Longtemps, ce pouvoir de négociation était le même pour tous les syndicats présumés représentatifs, c’est-à-dire ceux affiliés aux cinq confédérations historiques selon une liste établie en 1966 : la CGT, la CFDT, Force ouvrière (FO), la Confédération française des travailleurs chrétiens (CFTC) et la Confédération française de l’encadrement - Confédération générale de ces cadres (CFE-CGC) (1). Il suffisait qu’un accord soit signé avec l’une d’entre elles sur le lieu de travail, dans la branche ou au plan national interprofessionnel pour être valide. À partir des années 1970, la CGT et la CFDT ont de plus en plus critiqué un système qui permettait au patronat de sélectionner ses interlocuteurs quel que soit leur poids réel. La signature d’accords dérogatoires sur le temps de travail, à partir de 1982, et la place croissante donnée à la négociation d’entreprise depuis ont renforcé cette préoccupation.

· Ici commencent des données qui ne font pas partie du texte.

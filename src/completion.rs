//! One result slot plus three callback chains (and a chain of wakers), and
//! the protocol that ties them together.
//!
//! Both the committing thread and a registering thread may drain a chain.
//! Registration always appends first and only then looks at the slot: either
//! the committer's drain sees the new node, or the registering thread sees
//! the terminal state and drains the node itself. Chain pops are exclusive,
//! so whichever thread pops a node is the only one that runs it.
//!
//! The handshake pairs two store-then-load sequences: a registrar stores the
//! chain link and then loads the slot state, a drainer stores (or observed)
//! the terminal state and then loads the chain head. A `SeqCst` fence sits
//! between the store and the load on both sides, so at least one of them
//! sees the other's store.
//!
//! Callbacks run synchronously on the draining thread. Nothing here catches a
//! panicking callback; a panic unwinds out of the drain and leaves later
//! callbacks chained for the next drain. Wakers are kept apart from user
//! callbacks and are woken before any of them run, so a panicking callback
//! cannot strand a task waiting on the outcome.
use crate::chain::CallbackChain;
use crate::slot::{ResultSlot, SlotState};
use log::trace;
use std::fmt::{self, Debug};
use std::sync::atomic::{fence, Ordering};
use std::task::Waker;

pub type SuccessFn<V> = Box<dyn FnOnce(&V) + Send>;
pub type FailureFn<E> = Box<dyn FnOnce(&E) + Send>;
pub type AlwaysFn = Box<dyn FnOnce() + Send>;

/// Completion state and pending callbacks of a single promise.
///
/// # Examples
///
/// ```
/// use promise_core::Completion;
/// use std::sync::{Arc, Mutex};
///
/// let completion = Completion::<u32, String>::new();
/// let seen = Arc::new(Mutex::new(Vec::new()));
/// let sink = seen.clone();
/// completion.add_success_callback(move |v| sink.lock().unwrap().push(*v));
/// assert!(completion.complete_success(7));
/// assert_eq!(*seen.lock().unwrap(), vec![7]);
/// ```
pub struct Completion<V, E> {
    slot: ResultSlot<V, E>,
    success: CallbackChain<SuccessFn<V>>,
    failure: CallbackChain<FailureFn<E>>,
    always: CallbackChain<AlwaysFn>,
    wakers: CallbackChain<Waker>,
}

impl<V, E> Completion<V, E> {
    pub fn new() -> Self {
        Self {
            slot: ResultSlot::new(),
            success: CallbackChain::new(),
            failure: CallbackChain::new(),
            always: CallbackChain::new(),
            wakers: CallbackChain::new(),
        }
    }

    /// Commits a success value. Does not run callbacks; the caller that gets
    /// `true` must call [`drain_and_invoke_on_success`](Self::drain_and_invoke_on_success).
    pub fn try_commit_success(&self, value: V) -> bool {
        self.slot.try_commit_success(value)
    }

    /// Commits a failure value. Does not run callbacks; the caller that gets
    /// `true` must call [`drain_and_invoke_on_failure`](Self::drain_and_invoke_on_failure).
    pub fn try_commit_failure(&self, error: E) -> bool {
        self.slot.try_commit_failure(error)
    }

    /// Commits `value` and, on winning, runs the success and always callbacks.
    pub fn complete_success(&self, value: V) -> bool {
        let won = self.try_commit_success(value);
        if won {
            trace!("completion committed success");
            self.drain_and_invoke_on_success();
        }
        won
    }

    /// Commits `error` and, on winning, runs the failure and always callbacks.
    pub fn complete_failure(&self, error: E) -> bool {
        let won = self.try_commit_failure(error);
        if won {
            trace!("completion committed failure");
            self.drain_and_invoke_on_failure();
        }
        won
    }

    pub fn state(&self) -> SlotState {
        self.slot.state()
    }

    pub fn is_succeeded(&self) -> bool {
        self.slot.is_succeeded()
    }

    pub fn is_failed(&self) -> bool {
        self.slot.is_failed()
    }

    pub fn is_terminal(&self) -> bool {
        self.slot.is_terminal()
    }

    pub fn result(&self) -> Option<Result<&V, &E>> {
        self.slot.result()
    }

    /// See [`ResultSlot::value_or_panic`].
    pub fn value_or_panic(&self) -> &V {
        self.slot.value_or_panic()
    }

    /// See [`ResultSlot::error_or_panic`].
    pub fn error_or_panic(&self) -> &E {
        self.slot.error_or_panic()
    }

    pub fn add_success_callback<F>(&self, callback: F)
    where
        F: FnOnce(&V) + Send + 'static,
    {
        self.success.append(Box::new(callback));
        // Pairs with the fence in `drain_and_invoke_on_success`.
        fence(Ordering::SeqCst);
        if self.slot.is_succeeded() {
            trace!("success callback registered after completion");
            self.drain_and_invoke_on_success();
        }
    }

    pub fn add_failure_callback<F>(&self, callback: F)
    where
        F: FnOnce(&E) + Send + 'static,
    {
        self.failure.append(Box::new(callback));
        // Pairs with the fence in `drain_and_invoke_on_failure`.
        fence(Ordering::SeqCst);
        if self.slot.is_failed() {
            trace!("failure callback registered after completion");
            self.drain_and_invoke_on_failure();
        }
    }

    pub fn add_always_callback<F>(&self, callback: F)
    where
        F: FnOnce() + Send + 'static,
    {
        self.always.append(Box::new(callback));
        fence(Ordering::SeqCst);
        self.drain_terminal();
    }

    /// Wakes `waker` once the slot is terminal. Wakers are woken before any
    /// success, failure or always callback runs.
    pub fn add_waker(&self, waker: Waker) {
        self.wakers.append(waker);
        fence(Ordering::SeqCst);
        self.drain_terminal();
    }

    fn drain_terminal(&self) {
        match self.slot.state() {
            SlotState::Succeeded => self.drain_and_invoke_on_success(),
            SlotState::Failed => self.drain_and_invoke_on_failure(),
            SlotState::Pending | SlotState::Committing => {}
        }
    }

    /// Wakes every chained waker, then pops and runs every chained success
    /// callback, then every always callback. Does nothing unless the slot has
    /// succeeded.
    pub fn drain_and_invoke_on_success(&self) {
        if !self.slot.is_succeeded() {
            return;
        }
        // Pairs with the fence after `append` in the `add_*` methods.
        fence(Ordering::SeqCst);
        let value = self.slot.value_or_panic();
        let mut fired = self.wake_all();
        while let Some(callback) = self.success.pop() {
            callback(value);
            fired += 1;
        }
        fired += self.drain_always();
        trace!("drained {fired} callbacks on success");
    }

    /// Wakes every chained waker, then pops and runs every chained failure
    /// callback, then every always callback. Does nothing unless the slot has
    /// failed.
    pub fn drain_and_invoke_on_failure(&self) {
        if !self.slot.is_failed() {
            return;
        }
        // Pairs with the fence after `append` in the `add_*` methods.
        fence(Ordering::SeqCst);
        let error = self.slot.error_or_panic();
        let mut fired = self.wake_all();
        while let Some(callback) = self.failure.pop() {
            callback(error);
            fired += 1;
        }
        fired += self.drain_always();
        trace!("drained {fired} callbacks on failure");
    }

    fn wake_all(&self) -> usize {
        let mut woken = 0;
        while let Some(waker) = self.wakers.pop() {
            waker.wake();
            woken += 1;
        }
        woken
    }

    fn drain_always(&self) -> usize {
        let mut fired = 0;
        while let Some(callback) = self.always.pop() {
            callback();
            fired += 1;
        }
        fired
    }
}

impl<V, E> Default for Completion<V, E> {
    fn default() -> Self {
        Self::new()
    }
}

impl<V, E> Debug for Completion<V, E> {
    fn fmt(&self, f: &mut fmt::Formatter<'_>) -> fmt::Result {
        f.debug_struct("Completion")
            .field("state", &self.slot.state())
            .field("success", &self.success.len())
            .field("failure", &self.failure.len())
            .field("always", &self.always.len())
            .field("wakers", &self.wakers.len())
            .finish()
    }
}

#[cfg(test)]
mod tests {
    use super::Completion;
    use futures::task::{waker, ArcWake};
    use std::sync::atomic::{AtomicUsize, Ordering};
    use std::sync::{Arc, Barrier, Mutex};
    use std::thread;

    fn recorder() -> (Arc<Mutex<Vec<String>>>, impl Fn(&str) -> Box<dyn Fn(String) + Send>) {
        let log = Arc::new(Mutex::new(Vec::new()));
        let sink = log.clone();
        let make = move |name: &str| {
            let sink = sink.clone();
            let name = name.to_string();
            Box::new(move |arg: String| sink.lock().unwrap().push(format!("{name}({arg})")))
                as Box<dyn Fn(String) + Send>
        };
        (log, make)
    }

    #[test]
    fn test_callback_after_success_gets_value() {
        let completion = Completion::<i32, String>::new();
        assert!(completion.complete_success(42));
        let calls = Arc::new(AtomicUsize::new(0));
        let seen = calls.clone();
        completion.add_success_callback(move |v| {
            assert_eq!(*v, 42);
            seen.fetch_add(1, Ordering::SeqCst);
        });
        assert_eq!(calls.load(Ordering::SeqCst), 1);
        completion.drain_and_invoke_on_success();
        assert_eq!(calls.load(Ordering::SeqCst), 1);
    }

    #[test]
    fn test_callbacks_fire_in_registration_order() {
        let completion = Completion::<i32, String>::new();
        let (log, make) = recorder();
        for name in ["A", "B", "C"] {
            let record = make(name);
            completion.add_success_callback(move |v| record(v.to_string()));
        }
        assert!(log.lock().unwrap().is_empty());
        assert!(completion.complete_success(7));
        assert_eq!(*log.lock().unwrap(), vec!["A(7)", "B(7)", "C(7)"]);
    }

    #[test]
    fn test_always_after_failure() {
        let completion = Completion::<i32, String>::new();
        assert!(completion.complete_failure("boom".into()));
        let calls = Arc::new(AtomicUsize::new(0));
        let seen = calls.clone();
        completion.add_always_callback(move || {
            seen.fetch_add(1, Ordering::SeqCst);
        });
        assert_eq!(calls.load(Ordering::SeqCst), 1);
        assert_eq!(completion.error_or_panic(), "boom");
    }

    #[test]
    fn test_failure_skips_success_callbacks() {
        let completion = Completion::<i32, String>::new();
        let (log, make) = recorder();
        let on_success = make("ok");
        let on_failure = make("err");
        let on_always = make("always");
        completion.add_success_callback(move |v| on_success(v.to_string()));
        completion.add_failure_callback(move |e| on_failure(e.clone()));
        completion.add_always_callback(move || on_always(String::new()));
        assert!(completion.complete_failure("boom".into()));
        assert!(!completion.complete_success(1));
        assert_eq!(*log.lock().unwrap(), vec!["err(boom)", "always()"]);
    }

    #[test]
    fn test_drain_before_commit_is_noop() {
        let completion = Completion::<i32, String>::new();
        let calls = Arc::new(AtomicUsize::new(0));
        let seen = calls.clone();
        completion.add_always_callback(move || {
            seen.fetch_add(1, Ordering::SeqCst);
        });
        completion.drain_and_invoke_on_success();
        completion.drain_and_invoke_on_failure();
        assert_eq!(calls.load(Ordering::SeqCst), 0);
        assert!(completion.try_commit_success(1));
        // Committing alone does not run anything.
        assert_eq!(calls.load(Ordering::SeqCst), 0);
        completion.drain_and_invoke_on_success();
        assert_eq!(calls.load(Ordering::SeqCst), 1);
    }

    #[test]
    fn test_panicking_callback_leaves_rest_chained() {
        let completion = Arc::new(Completion::<i32, ()>::new());
        let calls = Arc::new(AtomicUsize::new(0));
        completion.add_success_callback(|_| panic!("first callback"));
        let seen = calls.clone();
        completion.add_success_callback(move |_| {
            seen.fetch_add(1, Ordering::SeqCst);
        });

        let committer = completion.clone();
        let result = thread::spawn(move || committer.complete_success(1)).join();
        assert!(result.is_err());
        assert!(completion.is_succeeded());
        assert_eq!(calls.load(Ordering::SeqCst), 0);

        completion.drain_and_invoke_on_success();
        assert_eq!(calls.load(Ordering::SeqCst), 1);
    }

    struct CountingWaker(AtomicUsize);

    impl ArcWake for CountingWaker {
        fn wake_by_ref(arc_self: &Arc<Self>) {
            arc_self.0.fetch_add(1, Ordering::SeqCst);
        }
    }

    #[test]
    fn test_wakers_fire_before_panicking_callback() {
        let completion = Arc::new(Completion::<i32, ()>::new());
        let counter = Arc::new(CountingWaker(AtomicUsize::new(0)));
        completion.add_success_callback(|_| panic!("first callback"));
        completion.add_waker(waker(counter.clone()));

        let committer = completion.clone();
        let result = thread::spawn(move || committer.complete_success(1)).join();
        assert!(result.is_err());
        assert_eq!(counter.0.load(Ordering::SeqCst), 1);

        // Registered after completion: woken straight away.
        completion.add_waker(waker(counter.clone()));
        assert_eq!(counter.0.load(Ordering::SeqCst), 2);
    }

    #[test]
    fn test_register_and_commit_race() {
        for round in 0..50 {
            let registrars = 8;
            let per_thread = 50;
            let completion = Arc::new(Completion::<usize, usize>::new());
            let calls = Arc::new(AtomicUsize::new(0));
            let barrier = Arc::new(Barrier::new(registrars + 1));

            let mut tasks: Vec<_> = (0..registrars)
                .map(|_| {
                    let completion = completion.clone();
                    let calls = calls.clone();
                    let barrier = barrier.clone();
                    thread::spawn(move || {
                        barrier.wait();
                        for _ in 0..per_thread {
                            let calls = calls.clone();
                            completion.add_success_callback(move |v| {
                                assert_eq!(*v, round);
                                calls.fetch_add(1, Ordering::SeqCst);
                            });
                        }
                    })
                })
                .collect();
            let committer = completion.clone();
            let gate = barrier.clone();
            tasks.push(thread::spawn(move || {
                gate.wait();
                assert!(committer.complete_success(round));
            }));
            for task in tasks {
                task.join().expect("A registering thread has panicked");
            }
            assert_eq!(calls.load(Ordering::SeqCst), registrars * per_thread);
        }
    }
}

Ces organisations ont alors revendiqué le principe de l’« accord majoritaire », dont la validité juridique est subordonné au poids électoral des signataires. Cette règle a été définitivement inscrite dans la loi du 20 août 2008 réformant la représentativité syndicale. Ce que l’on appelle la « présomption irréfragable » de représentativité des cinq confédérations a été abrogée, leur représentativité étant désormais définie à partir d’un certain nombre de critères, le principal étant celui des résultats aux élections professionnelles.

Ainsi, pour participer à la négociation collective, un syndicat doit dépasser un seuil minimal de suffrages exprimés : 10 % dans l’entreprise, 8 % dans les branches et au plan national interprofessionnel. En outre, un accord collectif n’est désormais valide que s’il a été signé par un ou des syndicats représentant au moins 30 % des voix, tandis qu’un ou plusieurs syndicats représentant plus de 50 % des suffrages peuvent le bloquer.

Si le calcul de la représentativité électorale est techniquement assez simple dans les entreprises où s’organisent les élections professionnelles (pour le comité d’entreprise ou les délégués du personnel), cela se complique quand on veut toucher tous les salariés. Lors de discussions, certains avaient proposé de s’appuyer sur le scrutin prud’homal ; d’autres suggéraient de relancer les élections à la Sécurité sociale ou encore d’instituer un scrutin à l’échelle des branches. La solution finalement retenue a consisté à combiner les élections professionnelles existantes avec deux autres élections.

Les scores annoncés le 31 mars 2017 additionnent ainsi les résultats de trois scrutins aux périmètres et aux modes d’organisation très différents. Ce sont d’abord les dizaines de milliers d’élections de représentants du personnel qui se sont tenues dans les entreprises de plus de dix salariés entre le 1er janvier 2013 et le 31 décembre 2016 : 4,8 millions de travailleurs, sur près de 14 millions concernés, ont pu mettre un bulletin dans l’urne au cours de cette période. Vient ensuite le vote de 330 000 salariés des très petites entreprises (TPE), qui s’est déroulé par correspondance et en ligne en janvier 2017 et qui les a amenés à se prononcer en faveur d’un sigle syndical. Les TPE, qui comptent 4,5 millions de salariés, n’étant légalement pas contraintes d’organiser d’élections du personnel, la loi du 15 octobre 2010 a institué ce scrutin ad hoc pour les intégrer à la mesure d’audience. Enfin, la participation des 300 000 salariés du secteur agricole a été prise en compte via le scrutin de janvier 2013 pour les chambres départementales d’agriculture, qui n’a mobilisé que 50 000 votants. C’est dire l’hétérogénéité des scrutins ainsi réunis.